From the Rainbow Forest Museum parking lot, we walked east along the park road a short distance to the Long Logs trailhead. From there we headed south on what used to be an old access road. At about ½-mile from the trailhead we came to a junction, and headed right towards the Agate House. We would save the Long Logs Trail for our return.
In about ½-mile, we arrived at the Agate House, an 8-room building constructed entirely of chunks of colorful petrified wood. Archaeologists believe that it was occupied between 1050 and 1300 by ancient Pueblo people.
In the 1930s, under the direction of archeologist Cornelius B.Cosgrove, Jr., the ruins of the Agate House were partially reconstructed by the Civil Works Administration. Although it not a completely accurate replication of the original structure, it does give a better idea of what it might have been like to live here 700 years ago.

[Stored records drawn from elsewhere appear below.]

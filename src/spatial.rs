//! Bounded-capacity quadtree over 2-D points
//!
//! Nodes and items live in flat arenas owned by the tree and refer to each
//! other by index, so traversal is a simple loop with an explicit stack.
//! A node is either a leaf holding up to `capacity` items or an internal node
//! with exactly four children; a leaf becomes internal the first time it
//! overflows and never turns back.

use log::trace;

use crate::error::{MapError, Result};
use crate::geometry::{Point, Rectangle, Shape};

/// Index of a node in the tree's node arena
pub type NodeId = usize;

/// Index of an item in the tree's item arena
pub type ItemId = usize;

/// Items a leaf holds before it splits
pub const DEFAULT_CAPACITY: usize = 3;

/// Deepest level a node may be created at
///
/// Guards against endless subdivision when more than `capacity` items share
/// (nearly) the same position.
pub const MAX_DEPTH: usize = 64;

const ROOT: NodeId = 0;

/// A value stored in the tree together with its id and position
#[derive(Debug, Clone, PartialEq)]
pub struct IndexedItem<T> {
    pub value: T,
    pub id: u64,
    pub position: Point,
}

/// Contents of a node
#[derive(Debug, Clone, PartialEq)]
pub enum NodeState {
    /// Directly held items, at most `capacity` of them
    Leaf(Vec<ItemId>),
    /// Children in quadrant order: top-left, top-right, bottom-left, bottom-right
    Internal([NodeId; 4]),
}

/// A node of the quadtree
#[derive(Debug, Clone)]
pub struct QuadNode {
    bounds: Rectangle,
    depth: usize,
    state: NodeState,
}

impl QuadNode {
    fn leaf(bounds: Rectangle, depth: usize, capacity: usize) -> Self {
        Self {
            bounds,
            depth,
            state: NodeState::Leaf(Vec::with_capacity(capacity)),
        }
    }

    #[inline]
    pub fn bounds(&self) -> Rectangle {
        self.bounds
    }

    /// Distance from the root (the root has depth 0)
    #[inline]
    pub fn depth(&self) -> usize {
        self.depth
    }

    #[inline]
    pub fn state(&self) -> &NodeState {
        &self.state
    }

    #[inline]
    pub fn is_leaf(&self) -> bool {
        matches!(self.state, NodeState::Leaf(_))
    }

    /// Items held directly by this node (always empty for internal nodes)
    pub fn items(&self) -> &[ItemId] {
        match &self.state {
            NodeState::Leaf(items) => items,
            NodeState::Internal(_) => &[],
        }
    }

    /// Child nodes, if this node has been split
    pub fn children(&self) -> Option<[NodeId; 4]> {
        match self.state {
            NodeState::Leaf(_) => None,
            NodeState::Internal(children) => Some(children),
        }
    }
}

/// Point quadtree bounded to a half-open rectangle
///
/// # Example
///
/// ```
/// use fractal_worldmap::{Circle, Point, QuadTree, Rectangle, Shape};
///
/// let bounds = Rectangle::new(Point::new(0.0, 0.0), Point::new(100.0, 100.0));
/// let mut tree = QuadTree::new(bounds);
/// tree.insert("harbour", 1, Point::new(10.0, 10.0)).unwrap();
/// tree.insert("mill", 2, Point::new(80.0, 40.0)).unwrap();
///
/// let near = tree.query(&Shape::Circle(Circle::new(Point::new(12.0, 12.0), 5.0))).unwrap();
/// assert_eq!(near, vec![&"harbour"]);
/// ```
#[derive(Debug, Clone)]
pub struct QuadTree<T> {
    capacity: usize,
    nodes: Vec<QuadNode>,
    items: Vec<IndexedItem<T>>,
}

impl<T> QuadTree<T> {
    /// Create an empty tree with the default leaf capacity of 3
    pub fn new(bounds: Rectangle) -> Self {
        Self {
            capacity: DEFAULT_CAPACITY,
            nodes: vec![QuadNode::leaf(bounds, 0, DEFAULT_CAPACITY)],
            items: Vec::new(),
        }
    }

    /// Create an empty tree with a custom leaf capacity
    ///
    /// # Errors
    ///
    /// Returns `InvalidConfig` if `capacity` is 0
    pub fn with_capacity(bounds: Rectangle, capacity: usize) -> Result<Self> {
        if capacity == 0 {
            return Err(MapError::InvalidConfig(
                "quadtree capacity must be at least 1".into(),
            ));
        }
        Ok(Self {
            capacity,
            nodes: vec![QuadNode::leaf(bounds, 0, capacity)],
            items: Vec::new(),
        })
    }

    /// Insert a value at a position
    ///
    /// A full leaf is split into four equal quadrants, its items are moved
    /// into them, and insertion continues in the matching child.
    ///
    /// # Errors
    ///
    /// - `Bounds` if the root rectangle does not contain `position`
    /// - `Split` if a split cannot place every item in a child, or the node
    ///   can no longer be halved. The whole chain of splits is planned before
    ///   any is applied, so on error neither nodes nor items change.
    pub fn insert(&mut self, value: T, id: u64, position: Point) -> Result<()> {
        if !self.bounds().contains(position) {
            return Err(MapError::Bounds { position });
        }

        let mut node_id = ROOT;
        let mut planned = false;
        loop {
            match &self.nodes[node_id].state {
                NodeState::Internal(children) => {
                    node_id = self
                        .child_containing(children, position)
                        .ok_or(MapError::Split { position })?;
                }
                NodeState::Leaf(held) if held.len() < self.capacity => {
                    let item_id = self.items.len();
                    self.items.push(IndexedItem {
                        value,
                        id,
                        position,
                    });
                    if let NodeState::Leaf(held) = &mut self.nodes[node_id].state {
                        held.push(item_id);
                    }
                    return Ok(());
                }
                NodeState::Leaf(_) => {
                    if !planned {
                        self.plan_splits(node_id, position)?;
                        planned = true;
                    }
                    self.split(node_id, position)?;
                }
            }
        }
    }

    /// Follow the splits that inserting `incoming` into the full leaf
    /// `node_id` would cause, without changing the tree
    ///
    /// New children start empty, so only the items sharing the incoming
    /// item's quadrant can force another split below it.
    fn plan_splits(&self, node_id: NodeId, incoming: Point) -> Result<()> {
        let node = &self.nodes[node_id];
        let mut bounds = node.bounds;
        let mut depth = node.depth;
        let mut crowd: Vec<Point> = node
            .items()
            .iter()
            .map(|&item_id| self.items[item_id].position)
            .collect();

        loop {
            if depth >= MAX_DEPTH || !bounds.can_subdivide() {
                return Err(MapError::Split { position: incoming });
            }

            let quadrants = bounds.quadrants();
            let quadrant_of = |position: Point| quadrants.iter().position(|q| q.contains(position));
            if let Some(&stray) = crowd.iter().find(|&&position| quadrant_of(position).is_none()) {
                return Err(MapError::Split { position: stray });
            }
            let target = quadrant_of(incoming).ok_or(MapError::Split { position: incoming })?;

            crowd.retain(|&position| quadrant_of(position) == Some(target));
            if crowd.len() < self.capacity {
                return Ok(());
            }
            bounds = quadrants[target];
            depth += 1;
        }
    }

    /// Turn a full leaf into an internal node with four children
    fn split(&mut self, node_id: NodeId, incoming: Point) -> Result<()> {
        let node = &self.nodes[node_id];
        if node.depth >= MAX_DEPTH || !node.bounds.can_subdivide() {
            return Err(MapError::Split { position: incoming });
        }

        let quadrants = node.bounds.quadrants();
        let quadrant_of = |position: Point| quadrants.iter().position(|q| q.contains(position));

        let mut placements = Vec::with_capacity(node.items().len());
        for &item_id in node.items() {
            let position = self.items[item_id].position;
            let quadrant = quadrant_of(position).ok_or(MapError::Split { position })?;
            placements.push((quadrant, item_id));
        }
        if quadrant_of(incoming).is_none() {
            return Err(MapError::Split { position: incoming });
        }

        let depth = node.depth + 1;
        let first_child = self.nodes.len();
        for quadrant in quadrants {
            self.nodes.push(QuadNode::leaf(quadrant, depth, self.capacity));
        }
        for (quadrant, item_id) in placements {
            if let NodeState::Leaf(held) = &mut self.nodes[first_child + quadrant].state {
                held.push(item_id);
            }
        }
        self.nodes[node_id].state = NodeState::Internal([
            first_child,
            first_child + 1,
            first_child + 2,
            first_child + 3,
        ]);

        trace!("Split quad {} at depth {}", node_id, depth - 1);
        Ok(())
    }

    fn child_containing(&self, children: &[NodeId; 4], position: Point) -> Option<NodeId> {
        children
            .iter()
            .copied()
            .find(|&child| self.nodes[child].bounds.contains(position))
    }

    /// Values of all items whose position lies within `shape`
    ///
    /// Only subtrees whose rectangle touches the shape are visited. The order
    /// of the result follows the tree layout, not insertion order.
    ///
    /// # Errors
    ///
    /// Returns `UnknownShape` if the shape is malformed
    pub fn query(&self, shape: &Shape) -> Result<Vec<&T>> {
        Ok(self
            .query_items(shape)?
            .into_iter()
            .map(|item| &item.value)
            .collect())
    }

    /// Like [`QuadTree::query`], but returns the full items
    pub fn query_items(&self, shape: &Shape) -> Result<Vec<&IndexedItem<T>>> {
        shape.validate()?;

        let mut found = Vec::new();
        let mut stack = vec![ROOT];
        while let Some(node_id) = stack.pop() {
            let node = &self.nodes[node_id];
            if !shape.touches_rect(&node.bounds) {
                continue;
            }
            match &node.state {
                NodeState::Leaf(held) => found.extend(
                    held.iter()
                        .map(|&item_id| &self.items[item_id])
                        .filter(|item| shape.contains(item.position)),
                ),
                NodeState::Internal(children) => stack.extend(children.iter().rev()),
            }
        }
        Ok(found)
    }

    /// Number of stored items
    #[inline]
    pub fn len(&self) -> usize {
        self.items.len()
    }

    #[inline]
    pub fn is_empty(&self) -> bool {
        self.items.is_empty()
    }

    #[inline]
    pub fn capacity(&self) -> usize {
        self.capacity
    }

    /// Root rectangle; inserts outside of it fail
    #[inline]
    pub fn bounds(&self) -> Rectangle {
        self.nodes[ROOT].bounds
    }

    #[inline]
    pub fn root(&self) -> &QuadNode {
        &self.nodes[ROOT]
    }

    #[inline]
    pub fn node(&self, id: NodeId) -> Option<&QuadNode> {
        self.nodes.get(id)
    }

    #[inline]
    pub fn node_count(&self) -> usize {
        self.nodes.len()
    }

    /// Depth of the deepest node
    pub fn depth(&self) -> usize {
        self.nodes.iter().map(QuadNode::depth).max().unwrap_or(0)
    }

    #[inline]
    pub fn item(&self, id: ItemId) -> Option<&IndexedItem<T>> {
        self.items.get(id)
    }

    /// All items in insertion order
    pub fn iter(&self) -> impl Iterator<Item = &IndexedItem<T>> {
        self.items.iter()
    }
}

The house sits upon a knoll overlooking the badlands – I guess even the Pueblo people appreciated a good view. Although it is the only house in sight, the hundreds of similar petrified wood structure sites found throughout the park, show that it was likely once part of a much larger Pueblo community.
We retraced our steps back to the Long Logs trail junction, taking note of the numerous chunks of petrified wood alongside the trail. We looked at them differently now. In the eyes of the ancient Pueblo people, these were not just beautiful objects to look at, but useful building material.
Back at the junction, we took the 0.6-mile Long Logs loop past some of the largest specimens of petrified trees in the park – some as long as 116 feet. Geologists believe that this area was the site of an ancient logjam, where years of floods and mudslides buried a pile of conifer trees, making this one of the largest concentrations of petrified wood in the park.
All in all, the hike to the Agate House and Long Logs was 2.4 miles – once again, a short hike with lots of reward.
For our final activity of the day, we decided to do one of the backcountry “Off the Beaten Path” hikes that required a bit more route finding skills, as there are no set trails or markers. The ranger at the Visitor Center had suggested “Martha’s Butte” as an interesting destination that would take us away from civilization for a bit. Plus, the butte has a solar marker petroglyph, which appears sliced in half (half light / half shade) during the summer solstice sunrise. Hopefully, we would find it.
As directed by the ranger, we parked at a dirt pullout just before the Dry Wash Bridge near milepost 22. From there we crossed the road and followed the wash north for awhile before it bent sharply to the east. We were now heading northwest towards Martha’s Butte, about a mile away. Once the butte came in sight, it was quite easy to find our way.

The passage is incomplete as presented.